GNL Québec et Goldboro sont des projets similaires avec des sources similaires, sauf que GNL Québec ne détient pas de permis pour importer du gaz américain et l’exporter ensuite. Elle ne peut donc pas compter sur le gaz fracturé d’Utica ou sur le schiste de Marcellus au sud de la frontière américaine. GNL Québec n’exploitera pas non plus les actifs risqués de gaz fracturé du Québec ou du Nouveau-Brunswick. Tout le gaz proviendrait de l’Ouest canadien, et la porte-parole de l’entreprise indique clairement que le mélange ne contient pas plus de 15 % de gaz conventionnel. À l’avenir, cette proportion ne fera que diminuer.

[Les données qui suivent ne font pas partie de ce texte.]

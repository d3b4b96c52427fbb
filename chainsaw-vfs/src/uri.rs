use crate::error::VfsError;
use chainsaw_framework::Credentials;
use std::fmt;
use std::path::PathBuf;

/// a parsed `scheme://[user[:password]@]host[:port]/path` or a bare local path
#[derive(Debug, Clone, PartialEq)]
pub struct VfsUri {
    scheme: String,
    user: Option<String>,
    /// username and password embedded in the URI
    embedded: Option<Credentials>,
    host: Option<String>,
    port: Option<u16>,
    path: String,
}

impl VfsUri {
    pub fn parse(text: &str) -> Result<Self, VfsError> {
        let text = text.trim();
        if text.is_empty() {
            return Err(VfsError::InvalidUri(text.to_string()));
        }

        let Some((scheme, rest)) = text.split_once("://") else {
            return Ok(Self::local(text));
        };
        let scheme = scheme.to_ascii_lowercase();
        if scheme.is_empty() || !scheme.chars().all(|c| c.is_ascii_alphanumeric() || "+-.".contains(c)) {
            return Err(VfsError::InvalidUri(redact(text)));
        }

        if scheme == "file" {
            // file:///var/log/app.log and file://localhost/var/log/app.log
            let path = rest.strip_prefix("localhost").unwrap_or(rest);
            if path.is_empty() {
                return Err(VfsError::InvalidUri(text.to_string()));
            }
            return Ok(Self {
                scheme,
                ..Self::local(path)
            });
        }

        let (authority, path) = match rest.find('/') {
            Some(slash) => (&rest[..slash], &rest[slash..]),
            None => (rest, "/"),
        };
        let (userinfo, hostport) = match authority.rfind('@') {
            Some(at) => (Some(&authority[..at]), &authority[at + 1..]),
            None => (None, authority),
        };
        let (host, port) = match hostport.rsplit_once(':') {
            Some((host, port)) => {
                let port = port
                    .parse::<u16>()
                    .map_err(|_| VfsError::InvalidUri(redact(text)))?;
                (host, Some(port))
            }
            None => (hostport, None),
        };
        if host.is_empty() {
            return Err(VfsError::InvalidUri(redact(text)));
        }

        let (user, embedded) = match userinfo {
            Some(info) => match info.split_once(':') {
                Some((user, password)) => (
                    Some(user.to_string()),
                    Some(Credentials::new(user, password)),
                ),
                None => (Some(info.to_string()), None),
            },
            None => (None, None),
        };

        Ok(Self {
            scheme,
            user: user.filter(|u| !u.is_empty()),
            embedded,
            host: Some(host.to_string()),
            port,
            path: path.to_string(),
        })
    }

    fn local(path: &str) -> Self {
        Self {
            scheme: "file".to_string(),
            user: None,
            embedded: None,
            host: None,
            port: None,
            path: path.to_string(),
        }
    }

    pub fn scheme(&self) -> &str {
        &self.scheme
    }

    pub fn user(&self) -> Option<&str> {
        self.user.as_deref()
    }

    pub fn host(&self) -> Option<&str> {
        self.host.as_deref()
    }

    pub fn port(&self) -> Option<u16> {
        self.port
    }

    pub fn path(&self) -> &str {
        &self.path
    }

    pub fn local_path(&self) -> PathBuf {
        PathBuf::from(&self.path)
    }

    /// credentials given inline as `user:password@`
    pub fn embedded_credentials(&self) -> Option<&Credentials> {
        self.embedded.as_ref()
    }

    /// the URI without any password; safe to log and to use as a cache key
    pub fn redacted(&self) -> String {
        match &self.host {
            None => format!("{}://{}", self.scheme, self.path),
            Some(host) => {
                let mut out = format!("{}://", self.scheme);
                if let Some(user) = &self.user {
                    out.push_str(user);
                    out.push('@');
                }
                out.push_str(host);
                if let Some(port) = self.port {
                    out.push_str(&format!(":{}", port));
                }
                out.push_str(&self.path);
                out
            }
        }
    }
}

impl fmt::Display for VfsUri {
    fn fmt(&self, f: &mut fmt::Formatter<'_>) -> fmt::Result {
        f.write_str(&self.redacted())
    }
}

/// strip a password from an unparsed URI for error messages
pub fn redact(text: &str) -> String {
    let Some((scheme, rest)) = text.split_once("://") else {
        return text.to_string();
    };
    let authority_end = rest.find('/').unwrap_or(rest.len());
    let authority = &rest[..authority_end];
    match authority.rfind('@') {
        Some(at) => {
            let user = authority[..at].split(':').next().unwrap_or_default();
            format!("{}://{}@{}", scheme, user, &rest[at + 1..])
        }
        None => text.to_string(),
    }
}
//! # chainsaw-framework
//!
//! Shared plumbing for the Chainsaw log ingestion pipeline.
//!
//! ## Overview
//!
//! The framework separates *where lines come from* from *what they mean*:
//!
//! - **[`LineSource`]**: acquires raw text lines from a file, a remote file or a socket
//! - **[`LineDecoder`]**: turns raw lines into structured [`LogEvent`]s
//! - **[`EventSink`]**: receives finished events (a UI table model, a terminal printer, ...)
//!
//! [`spawn_receiver_thread`] glues the three together on a dedicated worker thread:
//!
//! ```text
//! ┌────────────┐  poll_lines()  ┌─────────────┐  decode()  ┌──────────┐  push()  ┌───────────┐
//! │ LineSource │ ─────────────> │ Vec<String> │ ─────────> │ LogEvent │ ───────> │ EventSink │
//! └────────────┘                └─────────────┘            └──────────┘          └───────────┘
//! ```
//!
//! The worker opens the source with an indefinite, fixed-backoff retry, polls it at a
//! fixed cadence and waits between cycles on a [`Shutdown`] signal, so stopping a
//! receiver is observed within one idle interval.
//!
//! ## Quick Start
//!
//! ```rust,no_run
//! use chainsaw_framework::{
//!     LineDecoder, LineSource, LogEvent, PollBatch, ReceiverOptions, SourceError, VecSink,
//!     spawn_receiver_thread,
//! };
//! use std::sync::Arc;
//!
//! struct StaticSource(Vec<String>);
//!
//! impl LineSource for StaticSource {
//!     fn name(&self) -> String {
//!         "static".to_string()
//!     }
//!     fn open(&mut self) -> Result<(), SourceError> {
//!         Ok(())
//!     }
//!     fn close(&mut self) {}
//!     fn poll_lines(&mut self) -> Result<PollBatch, SourceError> {
//!         Ok(PollBatch::end_of_data(self.0.drain(..).collect()))
//!     }
//! }
//!
//! struct PlainDecoder;
//!
//! impl LineDecoder for PlainDecoder {
//!     fn decode(&mut self, line: &str) -> Vec<LogEvent> {
//!         vec![LogEvent::new("static", line)]
//!     }
//!     fn flush(&mut self) -> Vec<LogEvent> {
//!         Vec::new()
//!     }
//! }
//!
//! let sink = Arc::new(VecSink::new());
//! let handle = spawn_receiver_thread(
//!     StaticSource(vec!["hello".to_string()]),
//!     Box::new(PlainDecoder),
//!     sink.clone(),
//!     None,
//!     ReceiverOptions::single_pass(),
//! );
//! handle.join();
//! assert_eq!(sink.len(), 1);
//! ```

pub mod config;
pub mod credentials;
pub mod error;
pub mod event;
pub mod filter;
pub mod receiver;
pub mod shutdown;
pub mod sink;

// re-export commonly used types
pub use config::{ChainsawConfig, ConnectionConfig, ReceiverConfig};
pub use credentials::Credentials;
pub use error::{ConfigError, SourceError};
pub use event::{DetailLevel, EventFormatter, Level, Location, LogEvent};
pub use filter::{EventFilter, TextFilter};
pub use receiver::{
    LineDecoder, LineSource, PollBatch, ReceiverHandle, ReceiverOptions, spawn_receiver_thread,
    spawn_receiver_thread_with_exit,
};
pub use shutdown::Shutdown;
pub use sink::{ChannelSink, EventSink, RingBufferSink, VecSink};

Malgré les efforts de Pieridae pour produire son propre gaz et acheter des actifs en amont, elle doit faire face à la réalité de l’épuisement des gisements conventionnels. La société doit admettre qu’elle ne peut pas fournir 800 millions de pieds cubes de gaz conventionnel par jour au terminal de Goldboro, même si cela signifie qu’elle perdra la garantie de prêt de 4,5 milliards de dollars américains de la KfW pour construire le premier train et développer les actifs en amont.

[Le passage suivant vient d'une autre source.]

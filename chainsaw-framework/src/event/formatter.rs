use super::LogEvent;

/// detail level for rendering an event (0 = message only, 4 = every header field)
pub type DetailLevel = u8;

const MAX_DETAIL_LEVEL: DetailLevel = 4;

/// renders events as single text lines for terminals, filters and clipboards
#[derive(Debug, Clone, Copy, Default)]
pub struct EventFormatter {
    time_format: Option<&'static str>,
}

impl EventFormatter {
    pub fn new() -> Self {
        Self { time_format: None }
    }

    /// use a custom chrono format string for the time column
    pub fn with_time_format(mut self, format: &'static str) -> Self {
        self.time_format = Some(format);
        self
    }

    pub fn max_detail_level(&self) -> DetailLevel {
        MAX_DETAIL_LEVEL
    }

    /// format an event for preview display at the given detail level
    ///
    /// 0 = message, 1 = time, 2 = time + level, 3 = time + level + logger,
    /// 4 = time + level + logger + thread
    pub fn format_preview(&self, event: &LogEvent, detail_level: DetailLevel) -> String {
        let content = first_non_empty_line(&event.message);
        let time = self.format_time(event);
        let thread = event.thread.as_deref().unwrap_or("");

        let field_order = [
            time.as_str(),
            event.level.as_str(),
            event.logger.as_str(),
            thread,
        ];

        let take = usize::from(detail_level.min(MAX_DETAIL_LEVEL));
        let mut parts = Vec::new();
        for field_value in field_order.iter().take(take) {
            if !field_value.is_empty() {
                parts.push(format!("[{}]", field_value));
            }
        }
        parts.push(content);
        parts.join(" ")
    }

    /// text used for filtering: the full preview plus the remaining message lines,
    /// properties and the receiver name
    pub fn get_searchable_text(&self, event: &LogEvent) -> String {
        let mut text = self.format_preview(event, MAX_DETAIL_LEVEL);
        for line in event.message.lines().skip(1) {
            text.push('\n');
            text.push_str(line);
        }
        for (key, value) in &event.properties {
            text.push_str(&format!(" {}={}", key, value));
        }
        text.push(' ');
        text.push_str(&event.source);
        text
    }

    /// full multi-line rendering, used when the detail level is at its maximum
    pub fn format_full(&self, event: &LogEvent) -> String {
        let mut out = self.format_preview(event, MAX_DETAIL_LEVEL);
        for line in event.message.lines().skip(1) {
            out.push('\n');
            out.push_str(line);
        }
        out
    }

    fn format_time(&self, event: &LogEvent) -> String {
        let format = self.time_format.unwrap_or("%Y-%m-%d %H:%M:%S%.3f");
        match event.local_time() {
            Some(time) => time.format(format).to_string(),
            None => String::new(),
        }
    }
}

/// first line of the content that is not blank after trimming
fn first_non_empty_line(content: &str) -> String {
    content
        .split('\n')
        .map(|line| line.trim())
        .find(|line| !line.is_empty())
        .unwrap_or(content)
        .to_string()
}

Pieridae est-elle au courant du déclin actuel de la production de gaz conventionnel et des hausses de prix qui en résultent ? Lorsqu’elle a demandé une licence d’importation et d’exportation auprès de l’Office national de l’énergie du Canada, elle a produit une étude de Ziff Energy, une division de Solomon Associates. Voici ce que Ziff Energy avait à dire sur le gaz conventionnel en Amérique du Nord :

6.2.2.4 Gaz conventionnel
Le gaz provenant de réservoirs plus perméables a été développé depuis la fin du XIXe siècle. La plupart des gisements de gaz conventionnels sont parvenus à maturité, sont plus coûteux et ont dépassé leur production maximale. Les réserves par puits sont faibles, ce qui entraîne des coûts élevés. Avant l’avènement du gaz de schiste, un niveau record d’activités de forage était nécessaire pour maintenir les niveaux de production de gaz en Amérique du Nord. La production totale de gaz décline depuis plus d’une décennie. Par exemple, la région américaine du Golfe du Mexique, autrefois la bête de somme de la production gazière nord-américaine, est en déclin, principalement en raison de la forte baisse de la production de gaz sur le plateau du Golfe du Mexique en eaux peu profondes. Certaines zones anciennes et matures connaissent une nouvelle vie grâce à l’application de nouvelles technologies, parfois avec des résultats spectaculaires, comme le Granite Wash dans le bassin américain d’Anadarko. Ziff Energy suppose que le déclin de la production se poursuivra, mais à un rythme modéré, car les technologies améliorées (puits horizontaux, fractures en plusieurs étages) améliorent l’économie des gisements.

Cette explication est tirée du rapport d’expertise de Pieridae. Bien sûr, la garantie de prêt de 4,5 milliards de dollars américains du gouvernement allemand est une raison suffisante pour mentir sur l’acquisition des actifs « conventionnels » d’Ikkuma et de Shell. Non seulement le terminal de GNL de Goldboro ne reposerait pas seulement sur l’approvisionnement en gaz de réservoirs étanches et en gaz de schiste dans l’ouest canadien et dans le nord-est américain, mais il augmenterait également la demande de gaz fracturé dans l’est du Canada. Cela exercerait une pression pour lever l’interdiction de la fracturation au Nouveau-Brunswick et pousserait contre les exigences d’acceptabilité sociale, ainsi que contre l’interdiction partielle, au Québec. Pour cette raison, l’Allemagne ne doit pas s’engager à fournir une garantie de prêt pour le projet de terminal GNL de Goldboro.